Highlights
- As a cultural matter, it’s good men who must step up—to inspire young men to put down the porn and aspire to become gentlemen. Post This
- I do not think enough of us appreciate just how frightening porn is to young women, or how frightening to women the men are who have been malformed by it. Post This
- If a new and growing women’s movement can inspire young women to stop giving away their bodies to unworthy men, then men have got to become worthy of receiving them again. Post This
For those concerned about the demographic cliff that is now before us, the growing cleavage between the sexes is not an encouraging trend.

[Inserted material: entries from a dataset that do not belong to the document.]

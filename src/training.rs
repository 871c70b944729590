use anyhow::Result;
use candle_core::{Device, Tensor};
use candle_nn::{
    loss,
    optim::{AdamW, ParamsAdamW},
    Optimizer,
};
use rand::{rngs::StdRng, seq::SliceRandom, SeedableRng};
use serde::{Deserialize, Serialize};
use std::path::Path;

use crate::{
    data::FeatureTable,
    model::{AutoEncoder, OutputActivation},
};

#[derive(Debug, Clone, Serialize, Deserialize)]
pub struct TrainingConfig {
    pub epochs: usize,
    pub batch_size: usize,
    pub learning_rate: f64,
    pub weight_decay: f64,
    pub early_stopping_patience: usize,
    pub validation_fraction: f32,
    pub checkpoint_dir: String,
    pub split_seed: u64,
}

impl Default for TrainingConfig {
    fn default() -> Self {
        Self {
            epochs: 100,
            batch_size: 32,
            learning_rate: 1e-3,
            weight_decay: 1e-5,
            early_stopping_patience: 10,
            validation_fraction: 0.1,
            checkpoint_dir: "./checkpoints".to_string(),
            split_seed: 42,
        }
    }
}

#[derive(Debug, thiserror::Error)]
pub enum TrainError {
    #[error("invalid training data: {rows} rows x {columns} feature columns")]
    InvalidTrainingData { rows: usize, columns: usize },

    #[error(
        "training value {value} at row {row}, column {column} lies outside [0,1]; \
         sigmoid output requires [0,1]-scaled inputs"
    )]
    ScaleMismatch {
        row: usize,
        column: usize,
        value: f32,
    },
}

pub struct Trainer {
    config: TrainingConfig,
}

impl Trainer {
    pub fn new(config: TrainingConfig) -> Self {
        Self { config }
    }

    /// Fits `model` to reconstruct `table` (target == input). Monitors a
    /// held-out validation slice, stops early once validation loss stalls for
    /// the patience window, and leaves the model holding the best-observed
    /// weights. The best snapshot is also written to the checkpoint
    /// directory on every improvement.
    pub fn train(&self, model: &mut AutoEncoder, table: &FeatureTable) -> Result<TrainingHistory> {
        if table.is_empty() || table.num_columns() == 0 {
            return Err(TrainError::InvalidTrainingData {
                rows: table.num_rows(),
                columns: table.num_columns(),
            }
            .into());
        }
        if model.architecture().output_activation == OutputActivation::Sigmoid {
            check_input_range(table)?;
        }

        let (train_rows, val_rows) = self.split_rows(table);
        let input_dim = table.num_columns();

        let adamw_config = ParamsAdamW {
            lr: self.config.learning_rate,
            weight_decay: self.config.weight_decay,
            ..Default::default()
        };
        let mut optimizer = AdamW::new(model.trainable_vars(), adamw_config)?;

        let mut best_loss = f64::INFINITY;
        let mut best_weights = None;
        let mut patience_counter = 0;
        let mut history = TrainingHistory::new();
        let batch_size = self.config.batch_size.max(1);

        for epoch in 0..self.config.epochs {
            let train_loss =
                self.train_epoch(model, &train_rows, input_dim, batch_size, &mut optimizer)?;
            let val_loss = self.validate(model, &val_rows, input_dim, batch_size)?;

            history.add_epoch(epoch, train_loss, val_loss);
            log::info!(
                "epoch {}/{}: train loss = {:.6}, val loss = {:.6}",
                epoch + 1,
                self.config.epochs,
                train_loss,
                val_loss
            );

            if val_loss < best_loss {
                best_loss = val_loss;
                patience_counter = 0;
                best_weights = Some(model.snapshot_weights()?);
                self.save_checkpoint(model, epoch)?;
            } else {
                patience_counter += 1;
                if patience_counter >= self.config.early_stopping_patience {
                    log::info!("early stopping at epoch {}", epoch + 1);
                    break;
                }
            }
        }

        // In-memory restore; the on-disk checkpoint exists for later reloads.
        if let Some(weights) = best_weights {
            model.restore_weights(&weights)?;
        }

        Ok(history)
    }

    fn train_epoch(
        &self,
        model: &AutoEncoder,
        rows: &[Vec<f32>],
        input_dim: usize,
        batch_size: usize,
        optimizer: &mut AdamW,
    ) -> Result<f64> {
        let mut epoch_loss = 0.0;
        let mut batch_count = 0;

        for batch in rows.chunks(batch_size) {
            let input = batch_tensor(batch, input_dim, model.device())?;
            let reconstructed = model.forward(&input)?;
            let loss = loss::mse(&reconstructed, &input)?;
            optimizer.backward_step(&loss)?;

            epoch_loss += loss.to_scalar::<f32>()? as f64;
            batch_count += 1;
        }

        Ok(epoch_loss / batch_count as f64)
    }

    fn validate(
        &self,
        model: &AutoEncoder,
        rows: &[Vec<f32>],
        input_dim: usize,
        batch_size: usize,
    ) -> Result<f64> {
        let mut total_loss = 0.0;
        let mut batch_count = 0;

        for batch in rows.chunks(batch_size) {
            let input = batch_tensor(batch, input_dim, model.device())?;
            let reconstructed = model.forward(&input)?;
            let loss = loss::mse(&reconstructed, &input)?;

            total_loss += loss.to_scalar::<f32>()? as f64;
            batch_count += 1;
        }

        Ok(total_loss / batch_count as f64)
    }

    /// Seeded shuffle, then the tail fraction becomes the validation slice.
    /// Tables too small to spare a validation row are validated on the
    /// training rows themselves.
    fn split_rows(&self, table: &FeatureTable) -> (Vec<Vec<f32>>, Vec<Vec<f32>>) {
        let total = table.num_rows();
        let val_size = ((total as f32 * self.config.validation_fraction).round() as usize)
            .min(total.saturating_sub(1));

        let mut indices: Vec<usize> = (0..total).collect();
        let mut rng = StdRng::seed_from_u64(self.config.split_seed);
        indices.shuffle(&mut rng);

        let rows = table.rows();
        let train_size = total - val_size;
        let train_rows: Vec<Vec<f32>> = indices[..train_size]
            .iter()
            .map(|&i| rows[i].clone())
            .collect();
        let val_rows: Vec<Vec<f32>> = if val_size == 0 {
            train_rows.clone()
        } else {
            indices[train_size..]
                .iter()
                .map(|&i| rows[i].clone())
                .collect()
        };

        (train_rows, val_rows)
    }

    fn save_checkpoint(&self, model: &AutoEncoder, epoch: usize) -> Result<()> {
        let dir = Path::new(&self.config.checkpoint_dir);
        model.save(dir)?;
        log::info!("checkpoint written to {} (epoch {})", dir.display(), epoch + 1);
        Ok(())
    }
}

fn check_input_range(table: &FeatureTable) -> Result<(), TrainError> {
    for (row_idx, row) in table.rows().iter().enumerate() {
        for (col_idx, &value) in row.iter().enumerate() {
            if !(0.0..=1.0).contains(&value) {
                return Err(TrainError::ScaleMismatch {
                    row: row_idx,
                    column: col_idx,
                    value,
                });
            }
        }
    }
    Ok(())
}

pub(crate) fn batch_tensor(rows: &[Vec<f32>], input_dim: usize, device: &Device) -> Result<Tensor> {
    let mut flat = Vec::with_capacity(rows.len() * input_dim);
    for row in rows {
        flat.extend_from_slice(row);
    }
    Ok(Tensor::from_vec(flat, (rows.len(), input_dim), device)?)
}

#[derive(Debug, Clone, Serialize, Deserialize)]
pub struct TrainingHistory {
    pub epochs: Vec<usize>,
    pub train_losses: Vec<f64>,
    pub val_losses: Vec<f64>,
}

impl TrainingHistory {
    pub fn new() -> Self {
        Self {
            epochs: Vec::new(),
            train_losses: Vec::new(),
            val_losses: Vec::new(),
        }
    }

    pub fn add_epoch(&mut self, epoch: usize, train_loss: f64, val_loss: f64) {
        self.epochs.push(epoch);
        self.train_losses.push(train_loss);
        self.val_losses.push(val_loss);
    }

    pub fn len(&self) -> usize {
        self.epochs.len()
    }

    pub fn is_empty(&self) -> bool {
        self.epochs.is_empty()
    }
}

impl Default for TrainingHistory {
    fn default() -> Self {
        Self::new()
    }
}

We often hear on the political right how gender polarization is manifesting itself: how young men are becoming more conservative, young women, more progressive; how young men are becoming more tradition-minded, young women, more career-focused; how young men are returning to traditional religion, young women to astrology and yoga; how young men want to get married, young women, not so much.

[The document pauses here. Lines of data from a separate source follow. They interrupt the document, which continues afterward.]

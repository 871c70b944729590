pub mod calibration;
pub mod data;
pub mod evaluation;
pub mod model;
pub mod scoring;
pub mod training;

use anyhow::Result;

#[derive(Debug, Clone, serde::Serialize, serde::Deserialize)]
pub struct Config {
    pub model: model::ModelConfig,
    pub training: training::TrainingConfig,
    pub data: data::DataConfig,
    pub calibration: calibration::CalibrationConfig,
}

impl Default for Config {
    fn default() -> Self {
        Self {
            model: model::ModelConfig::default(),
            training: training::TrainingConfig::default(),
            data: data::DataConfig::default(),
            calibration: calibration::CalibrationConfig::default(),
        }
    }
}

/// Pipeline facade: owns the autoencoder and threads one immutable config
/// through every stage.
pub struct AeGuard {
    model: model::AutoEncoder,
    config: Config,
}

impl AeGuard {
    pub fn new(input_dim: usize, config: Config) -> Result<Self> {
        let model = model::AutoEncoder::new(input_dim, &config.model)?;
        Ok(Self { model, config })
    }

    /// Rebuilds the pipeline around a previously trained checkpoint.
    pub fn from_checkpoint<P: AsRef<std::path::Path>>(dir: P, config: Config) -> Result<Self> {
        let model = model::AutoEncoder::load(dir)?;
        Ok(Self { model, config })
    }

    pub fn train(&mut self, table: &data::FeatureTable) -> Result<training::TrainingHistory> {
        let trainer = training::Trainer::new(self.config.training.clone());
        trainer.train(&mut self.model, table)
    }

    pub fn score(&self, table: &data::FeatureTable) -> Result<Vec<f32>> {
        scoring::reconstruction_errors(&self.model, table)
    }

    pub fn model(&self) -> &model::AutoEncoder {
        &self.model
    }

    pub fn config(&self) -> &Config {
        &self.config
    }
}
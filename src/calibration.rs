use anyhow::{bail, Result};
use serde::{Deserialize, Serialize};
use std::path::Path;

use crate::data::LabelEncoder;

#[derive(Debug, Clone, Default, Serialize, Deserialize)]
pub struct CalibrationConfig {
    /// Name of the ground-truth class representing non-anomalous telemetry.
    /// When unset, the class list is searched for a name containing
    /// "normal"; if that also fails the first class is used and a warning is
    /// emitted.
    pub normal_class: Option<String>,
}

/// Resolves the class code denoting "normal" telemetry. An explicitly
/// configured name must exist in the encoder; inference falls back from
/// substring search to the first class.
pub fn resolve_normal_class(encoder: &LabelEncoder, configured: Option<&str>) -> Result<usize> {
    if encoder.is_empty() {
        bail!("label encoder has no classes");
    }

    if let Some(name) = configured {
        return match encoder
            .classes
            .iter()
            .position(|class| class.eq_ignore_ascii_case(name))
        {
            Some(code) => Ok(code),
            None => bail!("configured normal class '{}' not found in label encoder", name),
        };
    }

    if let Some(code) = encoder
        .classes
        .iter()
        .position(|class| class.to_lowercase().contains("normal"))
    {
        return Ok(code);
    }

    log::warn!(
        "no class name contains 'normal'; falling back to first class '{}' — \
         verify this is the intended baseline",
        encoder.classes[0]
    );
    Ok(0)
}

/// `1` where the record's class code differs from the normal code, else `0`.
pub fn binary_ground_truth(labels: &[usize], normal_code: usize) -> Vec<u8> {
    labels
        .iter()
        .map(|&code| u8::from(code != normal_code))
        .collect()
}

#[derive(Debug, Clone, Copy)]
pub struct PrPoint {
    pub threshold: f32,
    pub precision: f32,
    pub recall: f32,
}

impl PrPoint {
    pub fn f1(&self) -> f32 {
        if self.precision + self.recall == 0.0 {
            0.0
        } else {
            2.0 * self.precision * self.recall / (self.precision + self.recall)
        }
    }
}

/// Precision/recall at every distinct error value, ascending. A record is
/// predicted positive when its error is >= the candidate threshold.
pub fn precision_recall_sweep(errors: &[f32], truth: &[u8]) -> Vec<PrPoint> {
    let mut candidates: Vec<f32> = errors.to_vec();
    candidates.sort_by(f32::total_cmp);
    candidates.dedup();

    let actual_positives = truth.iter().filter(|&&t| t == 1).count();

    candidates
        .into_iter()
        .map(|threshold| {
            let mut tp = 0usize;
            let mut predicted_positives = 0usize;
            for (&error, &label) in errors.iter().zip(truth.iter()) {
                if error >= threshold {
                    predicted_positives += 1;
                    if label == 1 {
                        tp += 1;
                    }
                }
            }

            let precision = if predicted_positives > 0 {
                tp as f32 / predicted_positives as f32
            } else {
                0.0
            };
            let recall = if actual_positives > 0 {
                tp as f32 / actual_positives as f32
            } else {
                0.0
            };

            PrPoint {
                threshold,
                precision,
                recall,
            }
        })
        .collect()
}

/// Selects the error threshold maximizing F1 over the precision/recall
/// sweep. Points where precision and recall are both zero are discarded; if
/// nothing survives, the median error is used instead. An empty error
/// vector has no score distribution to sweep and is rejected.
pub fn calibrate(errors: &[f32], truth: &[u8]) -> Result<f32> {
    if errors.is_empty() {
        bail!("cannot calibrate a threshold from an empty error vector");
    }

    let points = precision_recall_sweep(errors, truth);
    let valid: Vec<PrPoint> = points
        .into_iter()
        .filter(|p| p.precision != 0.0 || p.recall != 0.0)
        .collect();

    if valid.is_empty() {
        log::warn!(
            "degenerate precision/recall sweep; falling back to median reconstruction error"
        );
        return Ok(median(errors));
    }

    let mut best = valid[0];
    for point in &valid[1..] {
        if point.f1() > best.f1() {
            best = *point;
        }
    }
    Ok(best.threshold)
}

fn median(values: &[f32]) -> f32 {
    let mut sorted = values.to_vec();
    sorted.sort_by(f32::total_cmp);
    let mid = sorted.len() / 2;
    if sorted.len() % 2 == 1 {
        sorted[mid]
    } else {
        (sorted[mid - 1] + sorted[mid]) / 2.0
    }
}

#[derive(Debug, Clone, Copy, Serialize, Deserialize)]
struct ThresholdArtifact {
    threshold: f32,
}

pub fn save_threshold<P: AsRef<Path>>(path: P, threshold: f32) -> Result<()> {
    let artifact = ThresholdArtifact { threshold };
    std::fs::write(path, serde_json::to_string_pretty(&artifact)?)?;
    Ok(())
}

pub fn load_threshold<P: AsRef<Path>>(path: P) -> Result<f32> {
    let content = std::fs::read_to_string(path)?;
    let artifact: ThresholdArtifact = serde_json::from_str(&content)?;
    Ok(artifact.threshold)
}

Regardless of the perfect accuracy of these statements, they are characteristic of a widely shared conservative perspective. And so, conservatives—with a defining respect for tradition, religious piety, and monogamous life-giving marriage—can find it easy to side with the men. But to wrap our minds fully around this polarization, and to find an authentic path to bring the sexes back together, more traditional and religiously-minded folks should seek to understand the matter as it concerns young women.

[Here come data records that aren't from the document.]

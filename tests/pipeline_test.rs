use aeguard::{
    calibration::{binary_ground_truth, calibrate, resolve_normal_class},
    data::{DataConfig, Dataset, FeatureTable, LabelEncoder},
    evaluation::evaluate,
    model::{Architecture, AutoEncoder, ModelConfig},
    scoring::reconstruction_errors,
    training::{Trainer, TrainingConfig},
    AeGuard, Config,
};
use std::io::Write;
use std::path::Path;

fn feature_table(rows: Vec<Vec<f32>>) -> FeatureTable {
    let width = rows.first().map(Vec::len).unwrap_or(0);
    let columns = (0..width).map(|i| format!("f{}", i)).collect();
    FeatureTable::new(columns, rows)
}

fn quick_training_config(checkpoint_dir: &Path, epochs: usize) -> TrainingConfig {
    TrainingConfig {
        epochs,
        batch_size: 32,
        learning_rate: 0.05,
        early_stopping_patience: 25,
        checkpoint_dir: checkpoint_dir.to_string_lossy().into_owned(),
        ..TrainingConfig::default()
    }
}

#[test]
fn builder_respects_size_floors_for_all_dims() {
    let config = ModelConfig::default();
    for input_dim in 1..=128 {
        let arch = Architecture::derive(input_dim, &config);
        assert!(arch.encoding_size >= 2);
        assert!(arch.intermediate_size >= arch.encoding_size);

        let model = AutoEncoder::new(input_dim, &config);
        assert!(model.is_ok(), "input_dim {}", input_dim);
    }
}

#[test]
fn training_on_zeros_reconstructs_zeros() {
    let tmp = tempfile::tempdir().unwrap();
    let train = feature_table(vec![vec![0.0; 8]; 100]);

    let mut model = AutoEncoder::new(8, &ModelConfig::default()).unwrap();
    let trainer = Trainer::new(quick_training_config(tmp.path(), 300));
    let history = trainer.train(&mut model, &train).unwrap();
    assert!(!history.is_empty());

    let test = feature_table(vec![vec![0.0; 8]]);
    let errors = reconstruction_errors(&model, &test).unwrap();
    assert_eq!(errors.len(), 1);
    assert!(errors[0] < 0.01, "error after convergence: {}", errors[0]);
}

#[test]
fn checkpoint_round_trip_reproduces_scores() {
    let tmp = tempfile::tempdir().unwrap();
    let train = feature_table(vec![
        vec![0.1, 0.2, 0.3, 0.4],
        vec![0.2, 0.3, 0.4, 0.5],
        vec![0.3, 0.4, 0.5, 0.6],
        vec![0.4, 0.5, 0.6, 0.7],
        vec![0.5, 0.6, 0.7, 0.8],
    ]);

    let mut model = AutoEncoder::new(4, &ModelConfig::default()).unwrap();
    let trainer = Trainer::new(quick_training_config(tmp.path(), 5));
    trainer.train(&mut model, &train).unwrap();

    let checkpoint = tmp.path().join("final");
    model.save(&checkpoint).unwrap();
    let reloaded = AutoEncoder::load(&checkpoint).unwrap();

    let test = feature_table(vec![vec![0.15, 0.25, 0.35, 0.45], vec![0.9, 0.1, 0.9, 0.1]]);
    let before = reconstruction_errors(&model, &test).unwrap();
    let after = reconstruction_errors(&reloaded, &test).unwrap();

    assert_eq!(before.len(), after.len());
    for (a, b) in before.iter().zip(after.iter()) {
        assert!((a - b).abs() < 1e-6, "{} vs {}", a, b);
    }
}

fn write_artifacts(dir: &Path) {
    let mut train = String::from("f0,f1,f2,f3\n");
    for i in 0..40 {
        let base = (i % 10) as f32 / 20.0;
        train.push_str(&format!(
            "{},{},{},{}\n",
            base,
            base + 0.05,
            0.5 - base / 2.0,
            base / 3.0
        ));
    }

    // First six rows look like training data, the last four do not.
    let mut test = String::from("f0,f1,f2,f3\n");
    let mut labels = String::from("y\n");
    for i in 0..6 {
        let base = (i % 10) as f32 / 20.0;
        test.push_str(&format!(
            "{},{},{},{}\n",
            base,
            base + 0.05,
            0.5 - base / 2.0,
            base / 3.0
        ));
        labels.push_str("0\n");
    }
    for _ in 0..4 {
        test.push_str("1.0,0.0,1.0,1.0\n");
        labels.push_str("1\n");
    }

    std::fs::File::create(dir.join("train_normal.csv"))
        .unwrap()
        .write_all(train.as_bytes())
        .unwrap();
    std::fs::File::create(dir.join("test_features.csv"))
        .unwrap()
        .write_all(test.as_bytes())
        .unwrap();
    std::fs::File::create(dir.join("test_labels.csv"))
        .unwrap()
        .write_all(labels.as_bytes())
        .unwrap();
    std::fs::File::create(dir.join("label_encoder.json"))
        .unwrap()
        .write_all(br#"["Normal","attack_dos"]"#)
        .unwrap();
}

#[test]
fn full_pipeline_produces_a_coherent_report() {
    let data_dir = tempfile::tempdir().unwrap();
    let checkpoints = tempfile::tempdir().unwrap();
    write_artifacts(data_dir.path());

    let config = Config {
        training: quick_training_config(checkpoints.path(), 60),
        ..Config::default()
    };

    let dataset = Dataset::load(data_dir.path(), &config.data)
        .unwrap()
        .expect("all artifacts present");
    assert_eq!(dataset.input_dim(), 4);

    let mut guard = AeGuard::new(dataset.input_dim(), config).unwrap();
    guard.train(&dataset.train).unwrap();

    let errors = guard.score(&dataset.test).unwrap();
    assert_eq!(errors.len(), dataset.test.num_rows());
    assert!(errors.iter().all(|&e| e >= 0.0));

    let normal_code = resolve_normal_class(&dataset.encoder, None).unwrap();
    assert_eq!(normal_code, 0);
    let truth = binary_ground_truth(&dataset.labels, normal_code);
    assert_eq!(truth, vec![0, 0, 0, 0, 0, 0, 1, 1, 1, 1]);

    let threshold = calibrate(&errors, &truth).unwrap();
    assert!(threshold.is_finite());

    let report = evaluate(&errors, threshold, &truth);
    let total: usize = report.confusion.iter().flatten().sum();
    assert_eq!(total, 10);
    assert_eq!(report.anomaly.support, 4);
    assert_eq!(report.normal.support, 6);
}

#[test]
fn missing_artifact_halts_without_partial_data() {
    let data_dir = tempfile::tempdir().unwrap();
    write_artifacts(data_dir.path());
    std::fs::remove_file(data_dir.path().join("label_encoder.json")).unwrap();

    let result = Dataset::load(data_dir.path(), &DataConfig::default()).unwrap();
    assert!(result.is_none());
}

#[test]
fn calibrator_works_without_a_normal_class_name() {
    let encoder = LabelEncoder {
        classes: vec!["attack_dos".to_string(), "attack_probe".to_string()],
    };
    let normal_code = resolve_normal_class(&encoder, None).unwrap();
    assert_eq!(normal_code, 0);

    let truth = binary_ground_truth(&[0, 1, 1, 0], normal_code);
    let threshold = calibrate(&[0.1, 0.8, 0.9, 0.2], &truth).unwrap();
    assert!(threshold.is_finite());
}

As a student of the history of political and legal thought with a focus on ideas about women, it seems clear to me that we in the West are living in a society that has generally imbibed the modernist myths of radical autonomy, materialism, and scientism, shorn of the truths and practice of Christianity that for a long time counteracted these heady myths. What I believe we are experiencing in real time is the post-Christian degeneration of the sexes. Worse still, these degenerations are being theoretically justified—on both left and right—by a flat, often evolutionary account of human nature that erroneously reads them as male and female nature, per se.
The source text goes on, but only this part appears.